Une autre œuvre, un tableau de la Mont Sainte-Victoire, l’un des lieux favoris de Cèzanne, fut vendue en 1942 à Hildebrand Gurlitt, un marchand d’art qui acheta des pièces pour le musée du Führer projeté par Hitler en Autriche. Mais lorsqu’il a été restitué en France, les autorités l’ont saisi non pas parce qu’elles pensaient qu’il avait été volé, mais parce qu’elles soupçonnaient qu’il s’agissait d’un faux, a expliqué M. Blanchetière.
Des recherches récentes n’ont rien trouvé pour étayer cette théorie, a-t-il déclaré.
La montagne est désormais suspendue entre deux vitres afin que les visiteurs puissent regarder derrière son cadre en bois et reconnaître les tampons et les autocollants qui y sont apposés, tous utilisés par les chercheurs pour déterminer l’origine de l’image.
Parmi les visiteurs de cette semaine se trouvait Jean Lagnel, 73 ans, qui a rencontré les nazis dans une ville au nord de Paris.
« Je trouve étonnant que ces œuvres aient été exposées dans l’espoir que les familles des victimes les retrouveraient ou les identifieraient », a déclaré Lagnel.
Pendant de nombreuses années, peu de choses ont été faites en France pour accélérer le rythme de la reprise, jusqu’à ce que l’intérêt pour la peinture commence dans les années 1990. En 1998, la France faisait partie des 44 pays qui ont accepté la politique historique de Washington consistant à restituer les œuvres d’art confisquées par les nazis.
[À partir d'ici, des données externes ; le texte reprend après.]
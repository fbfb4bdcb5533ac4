mod common;

use std::collections::HashSet;

use common::{engine, ledger_counts, show_with_grid};
use proptest::prelude::*;
use showtime_booking::services::booking::BookingError;
use showtime_booking::store::memory::MemoryStore;
use showtime_booking::store::BookingRecords;

#[derive(Debug, Clone)]
enum Op {
    Reserve { user: i64, seats: Vec<(u8, u8)> },
    Cancel { user: i64, pick: usize },
}

fn op() -> impl Strategy<Value = Op> {
    prop_oneof![
        3 => (1..4i64, prop::collection::vec((0..3u8, 1..5u8), 1..4))
            .prop_map(|(user, seats)| Op::Reserve { user, seats }),
        1 => (1..4i64, 0..8usize).prop_map(|(user, pick)| Op::Cancel { user, pick }),
    ]
}

fn label((row, number): (u8, u8)) -> String {
    format!("{}{}", char::from(b'A' + row), number)
}

async fn apply(
    engine: &showtime_booking::services::booking::BookingEngine,
    show_id: i64,
    confirmed: &[i64],
    op: Op,
) -> Option<i64> {
    match op {
        Op::Reserve { user, seats } => {
            let seats: Vec<String> = seats.into_iter().map(label).collect();
            match engine.reserve(show_id, user, &seats).await {
                Ok(confirmation) => Some(confirmation.booking_id),
                Err(BookingError::SeatConflict(_)) | Err(BookingError::InvalidRequest(_)) => None,
                Err(other) => panic!("unexpected reserve error {:?}", other),
            }
        }
        Op::Cancel { user, pick } => {
            if let Some(booking_id) = confirmed.get(pick % confirmed.len().max(1)) {
                match engine.cancel(*booking_id, user).await {
                    Ok(_)
                    | Err(BookingError::Forbidden(_))
                    | Err(BookingError::AlreadyCancelled(_)) => {}
                    Err(other) => panic!("unexpected cancel error {:?}", other),
                }
            }
            None
        }
    }
}

async fn assert_no_drift(store: &MemoryStore, show_id: i64) {
    let (booked, held) = ledger_counts(store, show_id).await;
    assert_eq!(booked, held, "booked seats drifted from confirmed bookings");

    // No seat belongs to two confirmed bookings.
    let mut seen = HashSet::new();
    for booking in store.bookings_for_show(show_id).await.unwrap() {
        if booking.is_active() {
            for seat in &booking.seats {
                assert!(seen.insert(seat.seat_id), "seat {} double-booked", seat.label);
            }
        }
    }
}

proptest! {
    #![proptest_config(ProptestConfig::with_cases(48))]

    #[test]
    fn sequential_operations_never_drift(ops in prop::collection::vec(op(), 1..30)) {
        let runtime = tokio::runtime::Builder::new_current_thread()
            .enable_all()
            .build()
            .unwrap();

        runtime.block_on(async {
            let store = MemoryStore::new();
            let show = show_with_grid(&store, 1250, 3, 4).await;
            let engine = engine(&store);
            let mut confirmed = Vec::new();

            for op in ops {
                if let Some(id) = apply(&engine, show.id, &confirmed, op).await {
                    confirmed.push(id);
                }
                assert_no_drift(&store, show.id).await;
            }
        });
    }

    #[test]
    fn concurrent_batches_never_drift(
        batches in prop::collection::vec(prop::collection::vec(op(), 1..6), 1..6)
    ) {
        let runtime = tokio::runtime::Builder::new_multi_thread()
            .worker_threads(4)
            .enable_all()
            .build()
            .unwrap();

        runtime.block_on(async {
            let store = MemoryStore::new();
            let show = show_with_grid(&store, 1250, 3, 4).await;
            let show_id = show.id;
            let engine = engine(&store);
            let mut confirmed: Vec<i64> = Vec::new();

            for batch in batches {
                let snapshot = confirmed.clone();
                let tasks = batch.into_iter().map(|op| {
                    let engine = engine.clone();
                    let snapshot = snapshot.clone();
                    tokio::spawn(async move { apply(&engine, show_id, &snapshot, op).await })
                });
                for joined in futures::future::join_all(tasks).await {
                    if let Some(id) = joined.unwrap() {
                        confirmed.push(id);
                    }
                }
                assert_no_drift(&store, show.id).await;
            }
        });
    }
}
L’année suivante, le pays a créé une commission chargée d’enquêter sur les plaintes des victimes des lois antisémites françaises pendant la guerre.
Puis, en 2019, un groupe de soutien est créé pour coordonner la récupération des objets culturels volés entre 1933 et 1945.
Les musées ont renouvelé leurs efforts. D’autres ont présenté d’innombrables œuvres du Monument Men ont fait l’objet d’expositions temporaires et, en 2018, le Louvre a ajouté deux petites salles à l’ensemble de sa collection avec plus de 30 peintures.
Annick Lemoine, présidente du musée d’Orsay, a déclaré que l’exposition montrait une scène violente de l’histoire de France. « Derrière chaque tableau, chaque objet, il y a souvent des histoires de bris, de vie épanouie ou de destruction », a-t-il déclaré dans son communiqué.
L’idée a été initiée par son prédécesseur, Sylvain Amic, qui souhaitait récupérer des œuvres d’art volées, qu’elles aient été transportées de France vers l’Allemagne nazie, ou d’Afrique vers la France pendant la période coloniale. Avant sa mort subite l’année dernière, il avait mené un projet visant à exposer certaines de ces restes au public.
Grâce à un don d’un million d’euros, soit environ 1,2 million de dollars, de l’association à but non lucratif American Friends of the Museum d’Orsay, le musée a financé l’ouverture de la salle et un projet de recherche de 10 ans.
On espère également que de nouveaux outils de recherche en ligne pourront aider à retrouver les propriétaires légitimes de l’œuvre, car il est peu probable que des témoins oculaires viennent dans les musées 80 ans après la guerre.
Actuellement, le musée envisage de faire tourner les pièces exposées afin qu’un plus grand nombre des 225 œuvres en sa possession puissent être vues par le public.
« Il y a vraiment beaucoup d’œuvres d’art qui ont été perdues à jamais et c’est dommage », a déclaré Frieda Vandegaer, 70 ans, une visiteuse du Delaware, en quittant la salle mardi. « Mais c’est formidable que les gens écoutent cette histoire. »
Élaine Sciolino rapports contribués.